● **TASK ITEM**: Please return all lines of the data below containing the string "core".

● **THE INPUT**:
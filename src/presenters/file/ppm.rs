use crate::adapters::pixel_format::rgba_to_rgb;
use crate::controllers::ports::file_presenter::FilePresenterPort;
use crate::core::data::pixel_buffer::PixelBuffer;
use std::fs::File;
use std::io::{BufWriter, Write};
use std::path::Path;

/// Writes frames as binary (`P6`) portable pixmaps.
pub struct PpmFilePresenter {}

impl FilePresenterPort for PpmFilePresenter {
    fn present(&self, buffer: &PixelBuffer, filepath: impl AsRef<Path>) -> std::io::Result<()> {
        let mut file = BufWriter::new(File::create(filepath)?);
        let size = buffer.size();

        // PPM header: P6 means binary RGB, then width, height and max_colour
        writeln!(file, "P6")?;
        writeln!(file, "{} {}", size.width, size.height)?;
        writeln!(file, "255")?;
        file.write_all(&rgba_to_rgb(buffer.buffer()))?;
        file.flush()?;

        Ok(())
    }
}

impl Default for PpmFilePresenter {
    fn default() -> Self {
        Self::new()
    }
}

impl PpmFilePresenter {
    pub fn new() -> Self {
        Self {}
    }
}

#[cfg(test)]
mod tests {
    use super::*;
    use crate::core::data::canvas_size::CanvasSize;
    use crate::core::data::colour::Colour;

    #[test]
    fn test_present_writes_header_and_rgb_body() {
        let dir = tempfile::tempdir().unwrap();
        let path = dir.path().join("frame.ppm");
        let mut buffer = PixelBuffer::new(CanvasSize::new(2, 1));
        buffer.set_pixel(0, 0, Colour::new(1, 2, 3));
        buffer.set_pixel(1, 0, Colour::new(4, 5, 6));

        PpmFilePresenter::new().present(&buffer, &path).unwrap();

        let bytes = std::fs::read(&path).unwrap();
        let header = b"P6\n2 1\n255\n";
        assert_eq!(&bytes[..header.len()], header);
        assert_eq!(&bytes[header.len()..], &[1, 2, 3, 4, 5, 6]);
    }

    #[test]
    fn test_present_reports_missing_directory() {
        let dir = tempfile::tempdir().unwrap();
        let path = dir.path().join("missing").join("frame.ppm");
        let buffer = PixelBuffer::new(CanvasSize::new(1, 1));

        let result = PpmFilePresenter::new().present(&buffer, &path);

        assert!(result.is_err());
    }
}
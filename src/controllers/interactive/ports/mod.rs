//! Port definitions for the interactive controller.
//!
//! Contains the trait the controller renders through; adapters in
//! `presenters/` implement it.

pub mod canvas_surface;
use crate::core::actions::rasterize::ports::escape_evaluator::EscapeEvaluator;
use crate::core::data::complex::Complex;
use crate::core::data::formula_params::FormulaParams;
use crate::core::fractals::quadratic_family::algorithm::{Coefficients, escape_count};

pub const TUNED_ESCAPE_THRESHOLD: f64 = 6.0;

pub const TUNED_DEFAULT_PARAMS: FormulaParams =
    FormulaParams::new(2003.0, 8.0, 999.0, 2024.0, 2019.0);

/// The quadratic family with large, human-friendly raw coefficients scaled
/// down before iterating.
///
/// The wave terms are switched off: amplitude and frequency are multiplied
/// by zero whatever values are supplied.
#[derive(Debug, Default, Clone, Copy, PartialEq, Eq)]
pub struct TunedQuadratic {}

impl TunedQuadratic {
    #[must_use]
    pub fn new() -> Self {
        Self {}
    }

    #[must_use]
    pub fn coefficients(params: &FormulaParams) -> Coefficients {
        Coefficients {
            a: params.square_gain / 1000.0,
            b: params.seed_gain % 5.0,
            c: params.cross_gain / 500.0,
            d: params.wave_amplitude * 0.0,
            e: params.wave_frequency * 0.0,
        }
    }
}

impl EscapeEvaluator for TunedQuadratic {
    fn evaluate(&self, point: Complex, max_iterations: u32, params: &FormulaParams) -> u32 {
        escape_count(
            point,
            max_iterations,
            TUNED_ESCAPE_THRESHOLD,
            Self::coefficients(params),
        )
    }

    fn display_name(&self) -> &str {
        "Tuned quadratic"
    }
}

● **FINISHED TASK**:
use crate::core::data::pixel_buffer::PixelBuffer;
    use crate::core::data::canvas_size::CanvasSize;
    use crate::core::data::colour::Colour;
use crate::core::actions::rasterize::ports::escape_evaluator::EscapeEvaluator;
use crate::core::data::complex::Complex;
use crate::core::data::formula_params::FormulaParams;
use crate::core::fractals::quadratic_family::algorithm::{Coefficients, escape_count};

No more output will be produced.